Commence alors, ici, en Lc 9, 51, une aventure de foi dont le style - célébré dans l'Eucharistie et intériorisé - touche jusqu'au plus profond de notre parcours synodal. La qualité humaine et chrétienne de l'appartenance ecclésiale aujourd'hui - comme déjà au début (1 Jn 1,1 ; 2,24 ; 3,11) - appelle à un redimensionnement décisif, à une réévaluation radicale de notre posture dans la mission. Libérer le regard de toute impatience et de tout activisme entrepreneurial, de tant de prétentions, de tout ressentiment et de tout esprit de représailles. Un visage ferme ne doit pas être confondu avec une détermination à poursuivre à tout prix son propre projet, mais il est inspiré par la passion du désir qui attire vers l'accomplissement de la volonté du Père. Celle-ci est la miséricorde inconditionnelle. "Telle est la volonté de Celui qui m’a envoyé : que je ne perde aucun de ceux qu’il m’a donnés " (Jn 6,39).

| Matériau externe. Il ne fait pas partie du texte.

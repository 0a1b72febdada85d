//! Weekly check-in analysis.
//!
//! Classifies each supplied weekly metric average against fixed thresholds
//! and emits improvements, struggles, and plan adjustments. Absent metrics
//! contribute nothing. Purely a function of the supplied averages; storage
//! and aggregation are the caller's job.

use crate::types::{CheckInAnalysis, CheckInInput};

/// Analyze weekly check-in data and generate recommendations.
pub fn analyze_check_in(input: &CheckInInput) -> CheckInAnalysis {
    let tracking = &input.tracking;
    let mut improvements: Vec<String> = Vec::new();
    let mut struggles: Vec<String> = Vec::new();
    let mut adjustments: Vec<String> = Vec::new();

    if let Some(avg_tantrums) = tracking.avg_tantrums {
        if avg_tantrums < 3.0 {
            improvements.push("Tantrum frequency is low — great consistency!".to_string());
        } else {
            struggles.push("Tantrums still frequent — let's look at triggers".to_string());
            adjustments.push(
                "Add an extra 5-minute warning before the most challenging transition"
                    .to_string(),
            );
        }
    }

    if let Some(avg_intensity) = tracking.avg_intensity {
        if avg_intensity <= 2.0 {
            improvements.push("Meltdown intensity is decreasing".to_string());
        } else if avg_intensity >= 4.0 {
            struggles.push("Intensity remains high — consider simplifying the plan".to_string());
            adjustments
                .push("Focus on just one strategy this week instead of multiple".to_string());
        }
    }

    if let Some(avg_confidence) = tracking.avg_confidence {
        if avg_confidence >= 4.0 {
            improvements
                .push("Your confidence is growing — that makes a difference".to_string());
        } else if avg_confidence <= 2.0 {
            struggles.push("Confidence is low — let's make the plan easier to follow".to_string());
            adjustments.push("Reduce daily actions to just 1 focus area".to_string());
        }
    }

    if let Some(rate) = tracking.actions_completed_rate {
        if rate >= 0.7 {
            improvements.push(format!(
                "Completed {}% of daily actions",
                (rate * 100.0).round() as i64
            ));
        } else {
            struggles
                .push("Completion rate is low — the plan may be too ambitious".to_string());
            adjustments
                .push("Pick the 1-2 most impactful actions and set aside the rest".to_string());
        }
    }

    if improvements.is_empty() {
        improvements.push("You showed up this week — that counts".to_string());
    }

    let summary = format!(
        "**Week {} Summary**\n\n{} areas of progress, {} areas to adjust. {}",
        input.week,
        improvements.len(),
        struggles.len(),
        if adjustments.is_empty() {
            "Keep going with the current plan."
        } else {
            "I've suggested some changes to make next week more manageable."
        }
    );

    let next_week_focus = match struggles.first() {
        Some(struggle) => format!("Focus on: {}", leading_clause(struggle)),
        None => "Continue building on this week's momentum".to_string(),
    };

    CheckInAnalysis {
        summary,
        improvements,
        struggles,
        plan_adjustments: adjustments,
        next_week_focus,
    }
}

/// The struggle text before its em dash, trimmed. Struggle strings all
/// lead with the observation and follow with a coaching note.
fn leading_clause(text: &str) -> &str {
    text.split('—').next().unwrap_or(text).trim()
}

#[cfg(test)]
mod tests {
    use super::*;
    use crate::types::TrackingAverages;

    fn check_in(week: u32, tracking: TrackingAverages) -> CheckInInput {
        CheckInInput {
            week,
            tracking,
            parent_feedback: None,
        }
    }

    #[test]
    fn test_good_week_has_no_struggles() {
        let analysis = analyze_check_in(&check_in(
            2,
            TrackingAverages {
                avg_tantrums: Some(1.0),
                avg_intensity: Some(1.0),
                avg_confidence: Some(5.0),
                actions_completed_rate: Some(0.9),
            },
        ));
        assert!(analysis.struggles.is_empty());
        assert!(analysis.improvements.len() >= 3);
        assert!(analysis.plan_adjustments.is_empty());
        assert_eq!(
            analysis.next_week_focus,
            "Continue building on this week's momentum"
        );
        assert!(analysis.summary.contains("**Week 2 Summary**"));
        assert!(analysis.summary.contains("Keep going with the current plan."));
    }

    #[test]
    fn test_high_intensity_struggle_and_adjustment() {
        let analysis = analyze_check_in(&check_in(
            3,
            TrackingAverages {
                avg_intensity: Some(4.5),
                ..Default::default()
            },
        ));
        assert_eq!(analysis.struggles.len(), 1);
        assert!(analysis.struggles[0].contains("simplifying the plan"));
        assert_eq!(
            analysis.plan_adjustments,
            vec!["Focus on just one strategy this week instead of multiple".to_string()]
        );
    }

    #[test]
    fn test_intensity_middle_band_produces_neither() {
        let analysis = analyze_check_in(&check_in(
            1,
            TrackingAverages {
                avg_intensity: Some(3.0),
                ..Default::default()
            },
        ));
        // No rule fired, so the fallback improvement is the only entry
        assert_eq!(
            analysis.improvements,
            vec!["You showed up this week — that counts".to_string()]
        );
        assert!(analysis.struggles.is_empty());
    }

    #[test]
    fn test_confidence_middle_band_produces_neither() {
        let analysis = analyze_check_in(&check_in(
            1,
            TrackingAverages {
                avg_confidence: Some(3.0),
                ..Default::default()
            },
        ));
        assert_eq!(
            analysis.improvements,
            vec!["You showed up this week — that counts".to_string()]
        );
        assert!(analysis.struggles.is_empty());
    }

    #[test]
    fn test_completion_rate_includes_rounded_percentage() {
        let analysis = analyze_check_in(&check_in(
            2,
            TrackingAverages {
                actions_completed_rate: Some(0.856),
                ..Default::default()
            },
        ));
        assert!(analysis
            .improvements
            .contains(&"Completed 86% of daily actions".to_string()));
    }

    #[test]
    fn test_low_completion_rate_adjustment() {
        let analysis = analyze_check_in(&check_in(
            2,
            TrackingAverages {
                actions_completed_rate: Some(0.4),
                ..Default::default()
            },
        ));
        assert!(analysis.struggles[0].contains("too ambitious"));
        assert!(analysis.plan_adjustments[0].contains("1-2 most impactful actions"));
    }

    #[test]
    fn test_frequent_tantrums_drive_next_week_focus() {
        let analysis = analyze_check_in(&check_in(
            2,
            TrackingAverages {
                avg_tantrums: Some(5.0),
                avg_confidence: Some(1.0),
                ..Default::default()
            },
        ));
        // First struggle wins the focus line
        assert_eq!(analysis.next_week_focus, "Focus on: Tantrums still frequent");
        assert_eq!(analysis.struggles.len(), 2);
    }

    #[test]
    fn test_absent_metrics_contribute_nothing() {
        let analysis = analyze_check_in(&check_in(1, TrackingAverages::default()));
        assert_eq!(
            analysis.improvements,
            vec!["You showed up this week — that counts".to_string()]
        );
        assert!(analysis.struggles.is_empty());
        assert!(analysis.plan_adjustments.is_empty());
    }

    #[test]
    fn test_summary_counts_match_lists() {
        let analysis = analyze_check_in(&check_in(
            4,
            TrackingAverages {
                avg_tantrums: Some(1.0),
                avg_intensity: Some(4.2),
                ..Default::default()
            },
        ));
        assert!(analysis.summary.contains("1 areas of progress, 1 areas to adjust."));
        assert!(analysis
            .summary
            .contains("I've suggested some changes to make next week more manageable."));
    }

    #[test]
    fn test_analysis_is_deterministic() {
        let input = check_in(
            2,
            TrackingAverages {
                avg_tantrums: Some(3.5),
                avg_intensity: Some(2.5),
                avg_confidence: Some(2.0),
                actions_completed_rate: Some(0.7),
            },
        );
        assert_eq!(analyze_check_in(&input), analyze_check_in(&input));
    }
}
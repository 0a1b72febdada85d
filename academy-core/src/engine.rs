//! Agent engine orchestration.
//!
//! Wires the safety gate, the optional workflow runner, and the local
//! deterministic generators together. The safety check always runs locally
//! and first; it is never delegated. Runner failures are logged and
//! swallowed, so callers see local results at worst.

use crate::checkin::analyze_check_in;
use crate::config::Config;
use crate::knowledge::generate_response;
use crate::plan::generate_plan;
use crate::types::{AgentContext, AgentResponse, AgentType, CheckInAnalysis, CheckInInput, CoachingPlan, PlanInput};
use crate::workflow::{
    check_in_workflow, conversation_workflow, create_workflow_runner, plan_generation_workflow,
    WorkflowDefinition, WorkflowRunner,
};

/// Coaching engine with an optional external workflow runner.
///
/// All behavior is available without a runner; [`Engine::new`] is the
/// fully-local configuration used in tests and by default.
#[derive(Default)]
pub struct Engine {
    runner: Option<Box<dyn WorkflowRunner>>,
}

impl Engine {
    /// Create a local-only engine.
    pub fn new() -> Self {
        Self { runner: None }
    }

    /// Create an engine that offers work to the given runner first.
    pub fn with_runner(runner: Box<dyn WorkflowRunner>) -> Self {
        Self {
            runner: Some(runner),
        }
    }

    /// Build an engine from configuration. A missing or invalid workflow
    /// section degrades to the local-only engine.
    pub fn from_config(config: &Config) -> Self {
        match create_workflow_runner(&config.workflow) {
            Ok(runner) => Self { runner },
            Err(e) => {
                tracing::warn!(error = %e, "workflow engine unavailable, using local generation");
                Self::new()
            }
        }
    }

    /// Whether an external runner is attached.
    pub fn has_runner(&self) -> bool {
        self.runner.is_some()
    }

    /// Process a parent message through the appropriate expert agent.
    pub fn respond(
        &self,
        agent: AgentType,
        message: &str,
        context: &AgentContext,
    ) -> AgentResponse {
        // Safety check first; a high-risk verdict never goes near the
        // external engine. generate_response runs the classifier itself, so
        // the local path stays a single call.
        let verdict = crate::safety::check_safety(message);
        if verdict.is_high_risk {
            return generate_response(agent, message, context);
        }

        if let Some(value) = self.try_runner(
            &conversation_workflow(agent),
            serde_json::json!({
                "message": message,
                "agentType": agent.as_str(),
                "context": context,
            }),
        ) {
            match serde_json::from_value::<AgentResponse>(value) {
                Ok(response) => return response,
                Err(e) => {
                    tracing::warn!(error = %e, "discarding malformed workflow response");
                }
            }
        }

        generate_response(agent, message, context)
    }

    /// Generate a 30-day coaching plan from a baseline assessment.
    ///
    /// The workflow run is observational only: the returned plan is always
    /// the local deterministic one.
    pub fn generate_plan(&self, input: &PlanInput) -> CoachingPlan {
        let _ = self.try_runner(
            &plan_generation_workflow(),
            serde_json::to_value(input).unwrap_or_default(),
        );
        generate_plan(input)
    }

    /// Analyze weekly check-in data. As with plans, the local analysis is
    /// authoritative.
    pub fn analyze_check_in(&self, input: &CheckInInput) -> CheckInAnalysis {
        let _ = self.try_runner(
            &check_in_workflow(),
            serde_json::to_value(input).unwrap_or_default(),
        );
        analyze_check_in(input)
    }

    /// Offer a workflow to the runner, returning its payload when it both
    /// exists and succeeds with one.
    fn try_runner(
        &self,
        workflow: &WorkflowDefinition,
        inputs: serde_json::Value,
    ) -> Option<serde_json::Value> {
        let runner = self.runner.as_ref()?;
        match runner.execute(workflow, &inputs) {
            Ok(result) => result,
            Err(e) => {
                tracing::warn!(
                    workflow = %workflow.name,
                    error = %e,
                    "workflow execution failed, using local generation"
                );
                None
            }
        }
    }
}

#[cfg(test)]
mod tests {
    use super::*;
    use crate::error::{Error, Result};
    use crate::types::Intensity;
    use std::sync::atomic::{AtomicUsize, Ordering};
    use std::sync::Arc;

    /// Runner double: counts calls and replays a canned behavior.
    struct MockRunner {
        calls: Arc<AtomicUsize>,
        behavior: MockBehavior,
    }

    enum MockBehavior {
        Decline,
        Fail,
        Respond(serde_json::Value),
    }

    impl WorkflowRunner for MockRunner {
        fn execute(
            &self,
            _workflow: &WorkflowDefinition,
            _inputs: &serde_json::Value,
        ) -> Result<Option<serde_json::Value>> {
            self.calls.fetch_add(1, Ordering::SeqCst);
            match &self.behavior {
                MockBehavior::Decline => Ok(None),
                MockBehavior::Fail => Err(Error::Workflow("engine down".to_string())),
                MockBehavior::Respond(value) => Ok(Some(value.clone())),
            }
        }
    }

    fn engine_with(behavior: MockBehavior) -> (Engine, Arc<AtomicUsize>) {
        let calls = Arc::new(AtomicUsize::new(0));
        let runner = MockRunner {
            calls: calls.clone(),
            behavior,
        };
        (Engine::with_runner(Box::new(runner)), calls)
    }

    #[test]
    fn test_local_engine_responds() {
        let engine = Engine::new();
        let response = engine.respond(
            AgentType::Behavior,
            "My child keeps hitting his sister",
            &AgentContext::default(),
        );
        assert!(response.content.contains("Hitting is very common"));
        assert!(!engine.has_runner());
    }

    #[test]
    fn test_declining_runner_falls_back_to_local() {
        let (engine, calls) = engine_with(MockBehavior::Decline);
        let response = engine.respond(
            AgentType::Behavior,
            "Daily tantrums at the store",
            &AgentContext::default(),
        );
        assert_eq!(calls.load(Ordering::SeqCst), 1);
        assert!(response.content.contains("Tantrums are a normal part"));
    }

    #[test]
    fn test_failing_runner_falls_back_to_local() {
        let (engine, calls) = engine_with(MockBehavior::Fail);
        let response = engine.respond(
            AgentType::Sleep,
            "Bedtime takes two hours",
            &AgentContext::default(),
        );
        assert_eq!(calls.load(Ordering::SeqCst), 1);
        assert!(response.content.contains("Bedtime resistance is very common"));
    }

    #[test]
    fn test_well_formed_runner_response_is_used() {
        let canned = serde_json::json!({
            "content": "Engine-generated guidance",
            "safety_flag": false,
        });
        let (engine, _) = engine_with(MockBehavior::Respond(canned));
        let response = engine.respond(
            AgentType::Behavior,
            "Daily tantrums at the store",
            &AgentContext::default(),
        );
        assert_eq!(response.content, "Engine-generated guidance");
    }

    #[test]
    fn test_malformed_runner_response_is_discarded() {
        let (engine, _) = engine_with(MockBehavior::Respond(serde_json::json!({
            "unexpected": true
        })));
        let response = engine.respond(
            AgentType::Behavior,
            "Daily tantrums at the store",
            &AgentContext::default(),
        );
        assert!(response.content.contains("Tantrums are a normal part"));
    }

    #[test]
    fn test_high_risk_never_reaches_runner() {
        let (engine, calls) = engine_with(MockBehavior::Respond(serde_json::json!({
            "content": "should never be used",
            "safety_flag": false,
        })));
        let response = engine.respond(
            AgentType::Behavior,
            "I want to end my life",
            &AgentContext::default(),
        );
        assert_eq!(calls.load(Ordering::SeqCst), 0);
        assert!(response.safety_flag);
        assert!(response.escalation.is_some());
    }

    #[test]
    fn test_plan_is_local_even_with_runner() {
        let canned = serde_json::json!({ "title": "Engine plan" });
        let (engine, calls) = engine_with(MockBehavior::Respond(canned));
        let input = PlanInput {
            child_age_months: 30,
            challenges: vec!["tantrums".to_string()],
            goals: vec![],
            intensity: Intensity::Medium,
            triggers: vec![],
        };
        let plan = engine.generate_plan(&input);
        assert_eq!(calls.load(Ordering::SeqCst), 1);
        assert_eq!(plan, crate::plan::generate_plan(&input));
    }

    #[test]
    fn test_check_in_is_local_even_with_runner() {
        let (engine, calls) = engine_with(MockBehavior::Fail);
        let input = CheckInInput {
            week: 2,
            tracking: Default::default(),
            parent_feedback: None,
        };
        let analysis = engine.analyze_check_in(&input);
        assert_eq!(calls.load(Ordering::SeqCst), 1);
        assert_eq!(analysis, crate::checkin::analyze_check_in(&input));
    }

    #[test]
    fn test_from_config_without_workflow_is_local() {
        let engine = Engine::from_config(&Config::default());
        assert!(!engine.has_runner());
    }
}
//! academy - Parent Academy coaching CLI
//!
//! Thin command-line consumer of the coaching core: chat with an expert
//! agent, generate a 30-day plan, or analyze a weekly check-in. Useful for
//! trying templates and for golden-output inspection; the production
//! surface is the web/API layer.

use academy_core::types::{
    AgentContext, AgentMode, AgentType, CheckInInput, Intensity, PlanInput, TrackingAverages,
};
use academy_core::{Config, Engine};
use anyhow::{Context, Result};
use clap::{Parser, Subcommand};
use std::str::FromStr;

#[derive(Parser)]
#[command(name = "academy")]
#[command(about = "Parent Academy coaching tools")]
#[command(version)]
struct Args {
    /// Output format: text (default) or json
    #[arg(short, long, default_value = "text", global = true)]
    format: String,

    #[command(subcommand)]
    command: Command,
}

#[derive(Subcommand)]
enum Command {
    /// Send a message to an expert agent
    Chat {
        /// Agent type: behavior, milestones, sleep, nutrition, emotions, safety
        #[arg(short, long, default_value = "behavior")]
        agent: String,

        /// Conversation mode: chat, roleplay-parent, roleplay-child
        #[arg(short, long, default_value = "chat")]
        mode: String,

        /// Child age in months
        #[arg(long)]
        age_months: Option<u32>,

        /// The parent message
        message: String,
    },

    /// Generate a 30-day coaching plan from a baseline assessment
    Plan {
        /// Child age in months
        #[arg(long)]
        age_months: u32,

        /// Challenge tags, in priority order (repeatable)
        #[arg(short, long = "challenge")]
        challenges: Vec<String>,

        /// Goal tags (repeatable)
        #[arg(short, long = "goal")]
        goals: Vec<String>,

        /// Plan intensity: low, medium, high
        #[arg(short, long, default_value = "medium")]
        intensity: String,
    },

    /// Analyze a weekly check-in from aggregated metrics
    CheckIn {
        /// Plan week being analyzed (1-4)
        #[arg(short, long)]
        week: u32,

        /// Average tantrums per day
        #[arg(long)]
        avg_tantrums: Option<f64>,

        /// Average meltdown intensity (1-5)
        #[arg(long)]
        avg_intensity: Option<f64>,

        /// Average parent confidence (1-5)
        #[arg(long)]
        avg_confidence: Option<f64>,

        /// Fraction of daily actions completed (0.0-1.0)
        #[arg(long)]
        completed_rate: Option<f64>,
    },

    /// List the available expert agents
    Agents,
}

fn main() -> Result<()> {
    let args = Args::parse();

    Config::ensure_xdg_env();

    // Load configuration
    let config = Config::load().context("failed to load configuration")?;

    // Initialize logging
    let _log_guard =
        academy_core::logging::init(&config.logging).context("failed to initialize logging")?;

    let engine = Engine::from_config(&config);
    tracing::debug!(external_engine = engine.has_runner(), "engine ready");
    let json = args.format == "json";

    match args.command {
        Command::Chat {
            agent,
            mode,
            age_months,
            message,
        } => {
            let agent = AgentType::from_str(&agent).map_err(anyhow::Error::msg)?;
            let mode = AgentMode::from_str(&mode).map_err(anyhow::Error::msg)?;
            let context = AgentContext {
                child_age_months: age_months,
                mode,
                ..Default::default()
            };

            let response = engine.respond(agent, &message, &context);
            if json {
                println!("{}", serde_json::to_string_pretty(&response)?);
            } else {
                print_chat_response(agent, &response);
            }
        }

        Command::Plan {
            age_months,
            challenges,
            goals,
            intensity,
        } => {
            let intensity = Intensity::from_str(&intensity).map_err(anyhow::Error::msg)?;
            let input = PlanInput {
                child_age_months: age_months,
                challenges,
                goals,
                intensity,
                triggers: Vec::new(),
            };

            let plan = engine.generate_plan(&input);
            if json {
                println!("{}", serde_json::to_string_pretty(&plan)?);
            } else {
                print_plan(&plan);
            }
        }

        Command::CheckIn {
            week,
            avg_tantrums,
            avg_intensity,
            avg_confidence,
            completed_rate,
        } => {
            let input = CheckInInput {
                week,
                tracking: TrackingAverages {
                    avg_tantrums,
                    avg_intensity,
                    avg_confidence,
                    actions_completed_rate: completed_rate,
                },
                parent_feedback: None,
            };

            let analysis = engine.analyze_check_in(&input);
            if json {
                println!("{}", serde_json::to_string_pretty(&analysis)?);
            } else {
                print_check_in(&analysis);
            }
        }

        Command::Agents => {
            if json {
                let profiles: Vec<_> = AgentType::ALL
                    .iter()
                    .map(|agent| {
                        serde_json::json!({
                            "type": agent.as_str(),
                            "profile": agent.profile(),
                        })
                    })
                    .collect();
                println!("{}", serde_json::to_string_pretty(&profiles)?);
            } else {
                for agent in AgentType::ALL {
                    let profile = agent.profile();
                    println!("{} - {}", agent.as_str(), profile.name);
                    println!("    {}", profile.title);
                    println!("    Specialties: {}", profile.specialties.join(", "));
                }
            }
        }
    }

    Ok(())
}

fn print_chat_response(agent: AgentType, response: &academy_core::AgentResponse) {
    if response.safety_flag {
        println!("[!] Safety escalation from the {} agent\n", agent.as_str());
    } else {
        println!("[{}]\n", agent.profile().name);
    }
    println!("{}", response.content);

    if let Some(actions) = &response.suggested_actions {
        println!("\nSuggested next steps:");
        for action in actions {
            println!("  - {}", action);
        }
    }
    if let Some(question) = &response.follow_up_question {
        println!("\n{}", question);
    }
}

fn print_plan(plan: &academy_core::CoachingPlan) {
    println!("{}", plan.title);
    println!("{}\n", plan.description);

    println!("Weekly goals:");
    for goal in &plan.weekly_goals {
        println!("  Week {}: {}", goal.week, goal.goal);
    }

    println!("\nDaily actions:");
    for action in &plan.daily_actions {
        println!("  Day {:>2} [{}] {}", action.day, action.category, action.action);
    }

    if !plan.scripts.is_empty() {
        println!("\nScripts:");
        for script in &plan.scripts {
            println!("  When: {}", script.situation);
            println!("    Say: {}", script.what_to_say);
            if let Some(avoid) = &script.what_not_to_say {
                println!("    Avoid: {}", avoid);
            }
        }
    }

    if !plan.if_then_guidance.is_empty() {
        println!("\nIf-then guidance:");
        for rule in &plan.if_then_guidance {
            println!("  If: {}", rule.trigger);
            println!("    Then: {}", rule.response);
            if let Some(fallback) = &rule.fallback {
                println!("    Fallback: {}", fallback);
            }
        }
    }
}

fn print_check_in(analysis: &academy_core::CheckInAnalysis) {
    println!("{}\n", analysis.summary);

    println!("Improvements:");
    for item in &analysis.improvements {
        println!("  + {}", item);
    }

    if !analysis.struggles.is_empty() {
        println!("\nStruggles:");
        for item in &analysis.struggles {
            println!("  ! {}", item);
        }
    }

    if !analysis.plan_adjustments.is_empty() {
        println!("\nPlan adjustments:");
        for item in &analysis.plan_adjustments {
            println!("  > {}", item);
        }
    }

    println!("\n{}", analysis.next_week_focus);
}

C'est avec humilité et douceur de cœur qu'est sculptée la dureté de ce visage, que la suite du voyage révèlera pleinement. Sans pierre où reposer la tête, sans issues de sécurité. Ce qui nous unit synodalement ici et aujourd'hui, c'est - pouvons-nous le dire ? - le regard fixé sur Jésus, le visage humain du Dieu fidèle, Pierre de fondation et Source jaillissante dans le désert. Un regard qui reconfigure la perception des autres, de l'histoire, du monde. Une espérance fondée.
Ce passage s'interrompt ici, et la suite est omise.